Siamo ritornati a celebrare l’Eucaristia insieme, non soltanto nella forma «mutilata» a distanza. È più faticoso di prima incontrarci secondo le attuali regole, ma percepiamo il sollievo, la gioia stupita di essere di nuovo vicini. Ci resterà qualcosa di buono e di generativo dalla memoria della preghiera in famiglia, dell’ascolto della Parola, della preghiera di intercessione?
Saremo ri-generati se da questa dolorosa esperienza ci lasceremo consegnare ancora una parola: «gratuità».
Seguendo le indicazioni dei teorici dell’economia civile, definiamo la gratuità come “l’atteggiamento interiore che porta ad accostarsi ad ogni persona, ad ogni essere, a sé stessi, sapendo che quella persona, quell’essere vivente, quell’attività, la natura, me stesso, non sono “cose” da usare, ma realtà da rispettare e amare perché hanno un valore intrinseco che accolgo e rispetto perché lo riconosco come buono”[6].
Gratuità è stato per molti durante l’isolamento fare il proprio dovere, al di là del pattuito, al di là del concordato, perché non c’era nel contratto quello che hanno fatto infermieri, medici, operatori socio-sanitari, farmacisti, insegnanti, commesse dei supermercati, poliziotti e tutte le categorie che hanno lavorato. Gratuità è stato per i sacerdoti stare accanto al loro popolo, pur nella loro apparente impotenza ad essere d’aiuto.

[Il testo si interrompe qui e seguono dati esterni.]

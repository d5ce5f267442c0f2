//! Error types for Custos Core
//!
//! Provides:
//! - [`ErrorKind`], the cross-crate taxonomy every Custos error maps onto
//! - [`PortError`], returned by collaborator ports (ledger, probes, notifier)
//! - [`CoreError`], for parsing, configuration and telemetry failures

use serde::{Deserialize, Serialize};
use std::fmt;

/// Cross-crate error taxonomy
///
/// Callers branch on the kind rather than on concrete error types.
#[derive(Debug, Clone, Copy, PartialEq, Eq, Hash, Serialize, Deserialize)]
#[serde(rename_all = "snake_case")]
pub enum ErrorKind {
    /// Wrong state for the requested transition
    VetoNotAllowed,
    /// Veto arrived after the window closed
    VetoWindowExpired,
    /// Ledger step failed after the local write; local change compensated
    SagaRollback,
    /// Dependency isolated by its circuit breaker
    CircuitOpen,
    /// Designed outcome forcing human resolution
    LowConfidenceEscalation,
    /// Input failed validation (short rationale, empty operator, bad amount)
    InvalidInput,
    /// Referenced record does not exist
    NotFound,
    /// Compensation callback failed
    CompensationFailed,
    /// Persistence or store failure
    Storage,
    /// External collaborator failure
    External,
    /// Configuration or policy failure
    Configuration,
}

impl ErrorKind {
    /// Stable tag for logs and CLI output
    #[must_use]
    pub const fn as_str(self) -> &'static str {
        match self {
            Self::VetoNotAllowed => "veto_not_allowed",
            Self::VetoWindowExpired => "veto_window_expired",
            Self::SagaRollback => "saga_rollback",
            Self::CircuitOpen => "circuit_open",
            Self::LowConfidenceEscalation => "low_confidence_escalation",
            Self::InvalidInput => "invalid_input",
            Self::NotFound => "not_found",
            Self::CompensationFailed => "compensation_failed",
            Self::Storage => "storage",
            Self::External => "external",
            Self::Configuration => "configuration",
        }
    }
}

impl fmt::Display for ErrorKind {
    fn fmt(&self, f: &mut fmt::Formatter<'_>) -> fmt::Result {
        f.write_str(self.as_str())
    }
}

/// Failure reported by a collaborator port
#[derive(Debug, Clone, PartialEq, Eq, thiserror::Error)]
pub enum PortError {
    /// Collaborator could not be reached
    #[error("{service} unavailable: {reason}")]
    Unavailable { service: String, reason: String },

    /// Collaborator refused the request
    #[error("{service} rejected the request: {reason}")]
    Rejected { service: String, reason: String },

    /// Collaborator did not answer in time
    #[error("{service} timed out")]
    Timeout { service: String },

    /// Collaborator answered with something unusable
    #[error("invalid response from {service}: {reason}")]
    InvalidResponse { service: String, reason: String },
}

impl PortError {
    /// Create unavailable error
    #[inline]
    pub fn unavailable(service: impl Into<String>, reason: impl Into<String>) -> Self {
        Self::Unavailable {
            service: service.into(),
            reason: reason.into(),
        }
    }

    /// Create rejected error
    #[inline]
    pub fn rejected(service: impl Into<String>, reason: impl Into<String>) -> Self {
        Self::Rejected {
            service: service.into(),
            reason: reason.into(),
        }
    }

    /// Create invalid response error
    #[inline]
    pub fn invalid(service: impl Into<String>, reason: impl Into<String>) -> Self {
        Self::InvalidResponse {
            service: service.into(),
            reason: reason.into(),
        }
    }

    /// Check if error is retryable
    ///
    /// Only transport-level failures are retried; an explicit rejection stands.
    #[inline]
    #[must_use]
    pub fn is_retryable(&self) -> bool {
        matches!(self, Self::Unavailable { .. } | Self::Timeout { .. })
    }
}

/// Core errors (parsing, configuration, telemetry)
#[derive(Debug, thiserror::Error)]
pub enum CoreError {
    /// Unparseable amount
    #[error(transparent)]
    InvalidAmount(#[from] crate::types::MoneyParseError),

    /// Unknown enum tag
    #[error("unknown {kind} tag: '{value}'")]
    UnknownTag { kind: &'static str, value: String },

    /// Configuration error
    #[error("configuration error: {0}")]
    Config(String),

    /// Tracing subscriber could not be installed
    #[error("telemetry error: {0}")]
    Telemetry(String),
}

impl CoreError {
    /// Taxonomy kind
    #[must_use]
    pub fn kind(&self) -> ErrorKind {
        match self {
            Self::InvalidAmount(_) | Self::UnknownTag { .. } => ErrorKind::InvalidInput,
            Self::Config(_) | Self::Telemetry(_) => ErrorKind::Configuration,
        }
    }
}

#[cfg(test)]
mod tests {
    use super::*;

    #[test]
    fn port_error_display() {
        let err = PortError::unavailable("ledger", "connection refused");
        assert_eq!(err.to_string(), "ledger unavailable: connection refused");
    }

    #[test]
    fn port_error_is_retryable() {
        assert!(PortError::unavailable("ledger", "down").is_retryable());
        assert!(PortError::Timeout { service: "health".into() }.is_retryable());
        assert!(!PortError::rejected("ledger", "duplicate").is_retryable());
        assert!(!PortError::invalid("scorer", "NaN").is_retryable());
    }

    #[test]
    fn core_error_kinds() {
        let err = CoreError::UnknownTag {
            kind: "agent",
            value: "marco".into(),
        };
        assert_eq!(err.kind(), ErrorKind::InvalidInput);
        assert_eq!(CoreError::Config("x".into()).kind(), ErrorKind::Configuration);
        assert_eq!(ErrorKind::VetoWindowExpired.to_string(), "veto_window_expired");
    }
}
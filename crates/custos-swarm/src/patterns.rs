//! Per-counterparty pattern counters over a sliding window

use chrono::{DateTime, Duration as ChronoDuration, Utc};
use custos_core::CarrierId;
use serde::{Deserialize, Serialize};
use std::collections::{BTreeMap, BTreeSet, VecDeque};
use std::time::Duration;

/// Pattern being counted
#[derive(Debug, Clone, Copy, PartialEq, Eq, PartialOrd, Ord, Hash, Serialize, Deserialize)]
#[serde(rename_all = "snake_case")]
pub enum Pattern {
    /// Incidents, failovers away from, disputes lost
    RepeatedFailure,
    /// Evidence contradicting the counterparty's claims
    SuspectedFraud,
}

impl Pattern {
    /// Stable tag
    #[must_use]
    pub const fn as_str(self) -> &'static str {
        match self {
            Self::RepeatedFailure => "repeated_failure",
            Self::SuspectedFraud => "suspected_fraud",
        }
    }
}

/// Sliding-window counters
#[derive(Debug, Clone)]
pub struct PatternTracker {
    window: ChronoDuration,
    hits: BTreeMap<(CarrierId, Pattern), VecDeque<DateTime<Utc>>>,
    blacklisted: BTreeSet<CarrierId>,
}

impl PatternTracker {
    /// Create new tracker over `window`
    #[must_use]
    pub fn new(window: Duration) -> Self {
        Self {
            window: ChronoDuration::from_std(window).unwrap_or(ChronoDuration::MAX),
            hits: BTreeMap::new(),
            blacklisted: BTreeSet::new(),
        }
    }

    /// Record one hit at `at` and return the count inside the window ending at `at`
    pub fn record(&mut self, counterparty: &CarrierId, pattern: Pattern, at: DateTime<Utc>) -> usize {
        let cutoff = at - self.window;
        let hits = self
            .hits
            .entry((counterparty.clone(), pattern))
            .or_default();
        let position = hits.partition_point(|t| *t <= at);
        hits.insert(position, at);
        while hits.front().is_some_and(|t| *t <= cutoff) {
            hits.pop_front();
        }
        hits.len()
    }

    /// Hits inside the window ending at `now`
    #[must_use]
    pub fn count(&self, counterparty: &CarrierId, pattern: Pattern, now: DateTime<Utc>) -> usize {
        let cutoff = now - self.window;
        self.hits
            .get(&(counterparty.clone(), pattern))
            .map_or(0, |hits| hits.iter().filter(|t| **t > cutoff && **t <= now).count())
    }

    /// Mark a counterparty blacklisted; `false` if it already was
    pub fn mark_blacklisted(&mut self, counterparty: &CarrierId) -> bool {
        self.blacklisted.insert(counterparty.clone())
    }

    /// Withdraw a mark whose containment never happened; `false` if it was not set
    pub fn unmark_blacklisted(&mut self, counterparty: &CarrierId) -> bool {
        self.blacklisted.remove(counterparty)
    }

    #[must_use]
    pub fn is_blacklisted(&self, counterparty: &CarrierId) -> bool {
        self.blacklisted.contains(counterparty)
    }

    /// Blacklisted counterparties, ordered
    #[must_use]
    pub fn blacklisted(&self) -> Vec<CarrierId> {
        self.blacklisted.iter().cloned().collect()
    }

    /// Current counts for every tracked counterparty
    #[must_use]
    pub fn snapshot(&self, pattern: Pattern, now: DateTime<Utc>) -> BTreeMap<CarrierId, usize> {
        self.hits
            .keys()
            .filter(|(_, p)| *p == pattern)
            .map(|(carrier, _)| (carrier.clone(), self.count(carrier, pattern, now)))
            .filter(|(_, count)| *count > 0)
            .collect()
    }
}

#[cfg(test)]
mod tests {
    use super::*;
    use chrono::TimeZone;
    use proptest::prelude::*;

    fn t0() -> DateTime<Utc> {
        Utc.with_ymd_and_hms(2025, 3, 3, 0, 0, 0).unwrap()
    }

    #[test]
    fn old_hits_fall_out_of_the_window() {
        let mut tracker = PatternTracker::new(Duration::from_secs(24 * 3600));
        let brt = CarrierId::new("BRT");
        assert_eq!(tracker.record(&brt, Pattern::RepeatedFailure, t0()), 1);
        assert_eq!(
            tracker.record(&brt, Pattern::RepeatedFailure, t0() + ChronoDuration::hours(23)),
            2
        );
        assert_eq!(
            tracker.record(&brt, Pattern::RepeatedFailure, t0() + ChronoDuration::hours(25)),
            2
        );
        assert_eq!(tracker.count(&brt, Pattern::SuspectedFraud, t0()), 0);
    }

    #[test]
    fn blacklist_marks_once() {
        let mut tracker = PatternTracker::new(Duration::from_secs(60));
        let brt = CarrierId::new("BRT");
        assert!(tracker.mark_blacklisted(&brt));
        assert!(!tracker.mark_blacklisted(&brt));
        assert_eq!(tracker.blacklisted(), vec![brt.clone()]);
        assert!(tracker.unmark_blacklisted(&brt));
        assert!(!tracker.is_blacklisted(&brt));
        assert!(tracker.mark_blacklisted(&brt));
    }

    proptest! {
        #[test]
        fn in_order_count_matches_the_window(mut offsets in proptest::collection::vec(0i64..600, 1..40)) {
            offsets.sort_unstable();
            let mut tracker = PatternTracker::new(Duration::from_secs(60));
            let sda = CarrierId::new("SDA");
            for (i, offset) in offsets.iter().enumerate() {
                let counted = tracker.record(&sda, Pattern::SuspectedFraud, t0() + ChronoDuration::seconds(*offset));
                let expected = offsets[..=i].iter().filter(|o| **o > offset - 60).count();
                prop_assert_eq!(counted, expected);
            }
        }
    }
}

Gratuità è quello che tanti Amministratori hanno fatto con intensità ammirevole.
Realizza autenticamente la gratuità chi accoglie e rispetta la vita cui si mette a servizio perché va fatto, perché va fatto e basta. È un atteggiamento molto semplice, del tutto originario dell’anima umana, ma è anche un prodigio ogni volta che succede, e bisognerebbe metterlo in prima pagina, perché in esso si vede la bellezza, la profondità e l’infinita dignità di che cosa vuol dire essere una persona umana.
Se sapremo investire questo «capitale spirituale»[7] nella ripartenza, se riusciremo ad essere «grati» e «gratuiti» – in fondo «eucaristici» – essa potrà essere rigenerante per tutta la società.
Potremo percepire nella vita di ogni giorno e nelle tribolazioni di questo nostro tempo la bellezza della comunione nella Chiesa, la freschezza e la fecondità di una comunità di fratelli e sorelle che si risveglia e scopre guardando nuovamente al suo Signore risorto e vivo che il «giorno è davvero ancora pieno di speranze».
+ Michele Tomasi, vescovo di Treviso
[1] John R. Tolkien, Il Signore degli anelli. La Compagnia dell’anello, Firenze, Bompiani, 2019, 254.
[2] Sonnet, Jean-Pierre, Generare è narrare, Milano, Vita e Pensiero, 2014, 101.
[3] Magatti, Mauro, Giaccardi, Chiara, Generativi di tutto il mondo uintevi! Manifesto per la società dei liberi, Milano, Feltrinelli, 2014, 76.
[4] Magatti, Giaccardi, cit,. 77.
[5] Magatti, Giaccardi, cit., 85.
[6] Luigino Bruni, Alessandra Smerilli, Benedetta economia. Benedetto di Norcia e Francesco d’Assisi nella storia economica europea. Nuova edizione, Città Nuova, Roma, 2020, 44.
[7] Leonardo Becchetti introduce il concetto di «capitale spirituale» nella sua riflessione a proposito dei contenuti dell’enciclica Laudato si’: “Dotazione individuale e collettiva di capacità di trovare un senso profondo nelle cose, quell’ispirazione ed innovazione che sono capaci di stimolare operosità, razionalità cooperativa e sviluppo umano integrale”. Becchetti, Leonardo, La ricca sobrietà. Economia politica (e politica economica) della enciclica Laudato Si’, Roma, Ecra, 2016, 50.